Please restate the data word for word, leaving out no line.

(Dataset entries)
Segment Open
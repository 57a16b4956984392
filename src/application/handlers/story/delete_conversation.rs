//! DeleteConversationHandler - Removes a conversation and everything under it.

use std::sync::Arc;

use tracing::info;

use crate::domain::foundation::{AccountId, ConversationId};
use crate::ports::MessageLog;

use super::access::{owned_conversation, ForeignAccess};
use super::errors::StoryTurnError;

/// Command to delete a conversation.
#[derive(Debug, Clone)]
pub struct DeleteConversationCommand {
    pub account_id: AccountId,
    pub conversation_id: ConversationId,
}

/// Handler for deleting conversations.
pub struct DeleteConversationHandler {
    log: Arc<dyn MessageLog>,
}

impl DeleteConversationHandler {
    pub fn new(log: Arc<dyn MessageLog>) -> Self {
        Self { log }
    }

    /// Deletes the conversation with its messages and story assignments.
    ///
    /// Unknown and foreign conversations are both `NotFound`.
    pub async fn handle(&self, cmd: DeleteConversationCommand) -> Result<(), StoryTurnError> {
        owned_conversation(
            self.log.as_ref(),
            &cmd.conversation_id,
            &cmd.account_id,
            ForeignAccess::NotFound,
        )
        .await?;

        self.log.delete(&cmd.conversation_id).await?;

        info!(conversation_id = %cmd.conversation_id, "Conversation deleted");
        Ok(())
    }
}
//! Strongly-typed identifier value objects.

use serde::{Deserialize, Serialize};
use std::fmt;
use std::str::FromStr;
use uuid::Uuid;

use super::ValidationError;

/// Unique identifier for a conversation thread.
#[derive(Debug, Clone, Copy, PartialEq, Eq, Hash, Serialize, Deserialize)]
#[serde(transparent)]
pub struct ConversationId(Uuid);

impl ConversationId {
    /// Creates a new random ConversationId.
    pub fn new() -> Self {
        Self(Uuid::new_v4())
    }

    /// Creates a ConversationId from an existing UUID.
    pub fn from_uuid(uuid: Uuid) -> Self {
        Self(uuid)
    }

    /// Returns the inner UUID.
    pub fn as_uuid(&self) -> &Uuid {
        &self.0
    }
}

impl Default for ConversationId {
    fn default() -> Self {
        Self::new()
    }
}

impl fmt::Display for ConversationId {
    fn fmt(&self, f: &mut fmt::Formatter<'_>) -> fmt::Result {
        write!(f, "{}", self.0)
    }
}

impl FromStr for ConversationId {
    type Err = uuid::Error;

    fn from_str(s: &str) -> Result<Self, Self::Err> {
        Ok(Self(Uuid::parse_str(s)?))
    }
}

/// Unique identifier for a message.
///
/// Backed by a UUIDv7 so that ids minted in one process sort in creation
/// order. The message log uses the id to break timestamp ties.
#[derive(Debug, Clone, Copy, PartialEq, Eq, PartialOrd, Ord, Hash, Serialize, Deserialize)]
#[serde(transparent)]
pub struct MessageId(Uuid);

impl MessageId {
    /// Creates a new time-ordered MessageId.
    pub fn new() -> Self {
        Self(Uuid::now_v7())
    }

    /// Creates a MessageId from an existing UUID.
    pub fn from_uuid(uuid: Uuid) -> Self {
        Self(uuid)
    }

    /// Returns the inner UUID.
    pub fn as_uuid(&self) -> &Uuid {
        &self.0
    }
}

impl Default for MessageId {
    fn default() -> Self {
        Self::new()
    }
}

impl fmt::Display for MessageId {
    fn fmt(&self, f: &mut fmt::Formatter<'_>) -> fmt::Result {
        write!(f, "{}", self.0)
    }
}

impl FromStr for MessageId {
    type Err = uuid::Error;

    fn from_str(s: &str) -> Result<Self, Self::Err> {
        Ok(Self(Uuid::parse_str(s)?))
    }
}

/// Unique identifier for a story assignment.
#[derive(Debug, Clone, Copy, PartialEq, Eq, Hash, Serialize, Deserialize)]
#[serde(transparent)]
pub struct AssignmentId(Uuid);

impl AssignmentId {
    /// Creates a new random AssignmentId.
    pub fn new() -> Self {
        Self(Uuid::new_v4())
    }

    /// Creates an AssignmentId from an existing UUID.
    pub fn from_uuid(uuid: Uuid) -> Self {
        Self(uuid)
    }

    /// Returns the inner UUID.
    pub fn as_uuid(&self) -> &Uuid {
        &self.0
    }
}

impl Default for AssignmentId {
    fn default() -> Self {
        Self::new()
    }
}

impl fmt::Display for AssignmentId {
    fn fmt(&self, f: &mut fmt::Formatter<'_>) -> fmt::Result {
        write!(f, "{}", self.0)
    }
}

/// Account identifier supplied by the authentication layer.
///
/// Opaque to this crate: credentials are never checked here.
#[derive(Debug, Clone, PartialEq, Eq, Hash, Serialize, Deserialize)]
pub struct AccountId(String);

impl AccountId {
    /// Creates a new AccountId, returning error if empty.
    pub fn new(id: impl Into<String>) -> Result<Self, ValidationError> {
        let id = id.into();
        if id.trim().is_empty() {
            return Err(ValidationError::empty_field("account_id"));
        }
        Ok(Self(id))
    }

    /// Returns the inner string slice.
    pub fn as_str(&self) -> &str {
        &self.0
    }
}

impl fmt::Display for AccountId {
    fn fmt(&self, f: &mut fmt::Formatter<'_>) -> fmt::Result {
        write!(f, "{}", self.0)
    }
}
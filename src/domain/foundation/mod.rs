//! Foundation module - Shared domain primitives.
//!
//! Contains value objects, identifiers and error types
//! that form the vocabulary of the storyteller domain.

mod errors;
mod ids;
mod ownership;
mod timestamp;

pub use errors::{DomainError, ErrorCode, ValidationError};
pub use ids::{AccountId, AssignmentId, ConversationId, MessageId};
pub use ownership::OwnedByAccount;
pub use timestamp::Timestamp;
Segment Closed
** Exercise solution **
repository 57a16b4956984392
filename src/application/handlers/story/delete_conversation.rs
//! DeleteConversationHandler - Removes a conversation and everything under it.

use std::sync::Arc;

use tracing::info;

use crate::domain::foundation::{AccountId, ConversationId};
use crate::ports::MessageLog;

use super::access::{owned_conversation, ForeignAccess};
use super::errors::StoryTurnError;

/// Command to delete a conversation.
#[derive(Debug, Clone)]
pub struct DeleteConversationCommand {
    pub account_id: AccountId,
    pub conversation_id: ConversationId,
}

/// Handler for deleting conversations.
pub struct DeleteConversationHandler {
    log: Arc<dyn MessageLog>,
}

impl DeleteConversationHandler {
    pub fn new(log: Arc<dyn MessageLog>) -> Self {
        Self { log }
    }

    /// Deletes the conversation with its messages and story assignments.
    ///
    /// Unknown and foreign conversations are both `NotFound`.
    pub async fn handle(&self, cmd: DeleteConversationCommand) -> Result<(), StoryTurnError> {
        owned_conversation(
            self.log.as_ref(),
            &cmd.conversation_id,
            &cmd.account_id,
            ForeignAccess::NotFound,
        )
        .await?;

        self.log.delete(&cmd.conversation_id).await?;

        info!(conversation_id = %cmd.conversation_id, "Conversation deleted");
        Ok(())
    }
}
//! Strongly-typed identifier value objects.

use serde::{Deserialize, Serialize};
use std::fmt;
use std::str::FromStr;
use uuid::Uuid;

use super::ValidationError;

/// Unique identifier for a conversation thread.
#[derive(Debug, Clone, Copy, PartialEq, Eq, Hash, Serialize, Deserialize)]
#[serde(transparent)]
pub struct ConversationId(Uuid);

impl ConversationId {
    /// Creates a new random ConversationId.
    pub fn new() -> Self {
        Self(Uuid::new_v4())
    }

    /// Creates a ConversationId from an existing UUID.
    pub fn from_uuid(uuid: Uuid) -> Self {
        Self(uuid)
    }

    /// Returns the inner UUID.
    pub fn as_uuid(&self) -> &Uuid {
        &self.0
    }
}

impl Default for ConversationId {
    fn default() -> Self {
        Self::new()
    }
}

impl fmt::Display for ConversationId {
    fn fmt(&self, f: &mut fmt::Formatter<'_>) -> fmt::Result {
        write!(f, "{}", self.0)
    }
}

impl FromStr for ConversationId {
    type Err = uuid::Error;

    fn from_str(s: &str) -> Result<Self, Self::Err> {
        Ok(Self(Uuid::parse_str(s)?))
    }
}

/// Unique identifier for a message.
///
/// Backed by a UUIDv7 so that ids minted in one process sort in creation
/// order. The message log uses the id to break timestamp ties.
#[derive(Debug, Clone, Copy, PartialEq, Eq, PartialOrd, Ord, Hash, Serialize, Deserialize)]
#[serde(transparent)]
pub struct MessageId(Uuid);

impl MessageId {
    /// Creates a new time-ordered MessageId.
    pub fn new() -> Self {
        Self(Uuid::now_v7())
    }

    /// Creates a MessageId from an existing UUID.
    pub fn from_uuid(uuid: Uuid) -> Self {
        Self(uuid)
    }

    /// Returns the inner UUID.
    pub fn as_uuid(&self) -> &Uuid {
        &self.0
    }
}

impl Default for MessageId {
    fn default() -> Self {
        Self::new()
    }
}

impl fmt::Display for MessageId {
    fn fmt(&self, f: &mut fmt::Formatter<'_>) -> fmt::Result {
        write!(f, "{}", self.0)
    }
}

impl FromStr for MessageId {
    type Err = uuid::Error;

    fn from_str(s: &str) -> Result<Self, Self::Err> {
        Ok(Self(Uuid::parse_str(s)?))
    }
}

/// Unique identifier for a story assignment.
#[derive(Debug, Clone, Copy, PartialEq, Eq, Hash, Serialize, Deserialize)]
#[serde(transparent)]
pub struct AssignmentId(Uuid);

impl AssignmentId {
    /// Creates a new random AssignmentId.
    pub fn new() -> Self {
        Self(Uuid::new_v4())
    }

    /// Creates an AssignmentId from an existing UUID.
    pub fn from_uuid(uuid: Uuid) -> Self {
        Self(uuid)
    }

    /// Returns the inner UUID.
    pub fn as_uuid(&self) -> &Uuid {
        &self.0
    }
}

impl Default for AssignmentId {
    fn default() -> Self {
        Self::new()
    }
}

impl fmt::Display for AssignmentId {
    fn fmt(&self, f: &mut fmt::Formatter<'_>) -> fmt::Result {
        write!(f, "{}", self.0)
    }
}

/// Account identifier supplied by the authentication layer.
///
/// Opaque to this crate: credentials are never checked here.
#[derive(Debug, Clone, PartialEq, Eq, Hash, Serialize, Deserialize)]
pub struct AccountId(String);

impl AccountId {
    /// Creates a new AccountId, returning error if empty.
    pub fn new(id: impl Into<String>) -> Result<Self, ValidationError> {
        let id = id.into();
        if id.trim().is_empty() {
            return Err(ValidationError::empty_field("account_id"));
        }
        Ok(Self(id))
    }

    /// Returns the inner string slice.
    pub fn as_str(&self) -> &str {
        &self.0
    }
}

impl fmt::Display for AccountId {
    fn fmt(&self, f: &mut fmt::Formatter<'_>) -> fmt::Result {
        write!(f, "{}", self.0)
    }
}
filename src/domain/foundation/mod.rs
//! Foundation module - Shared domain primitives.
//!
//! Contains value objects, identifiers and error types
//! that form the vocabulary of the storyteller domain.

mod errors;
mod ids;
mod ownership;
mod timestamp;

pub use errors::{DomainError, ErrorCode, ValidationError};
pub use ids::{AccountId, AssignmentId, ConversationId, MessageId};
pub use ownership::OwnedByAccount;
pub use timestamp::Timestamp;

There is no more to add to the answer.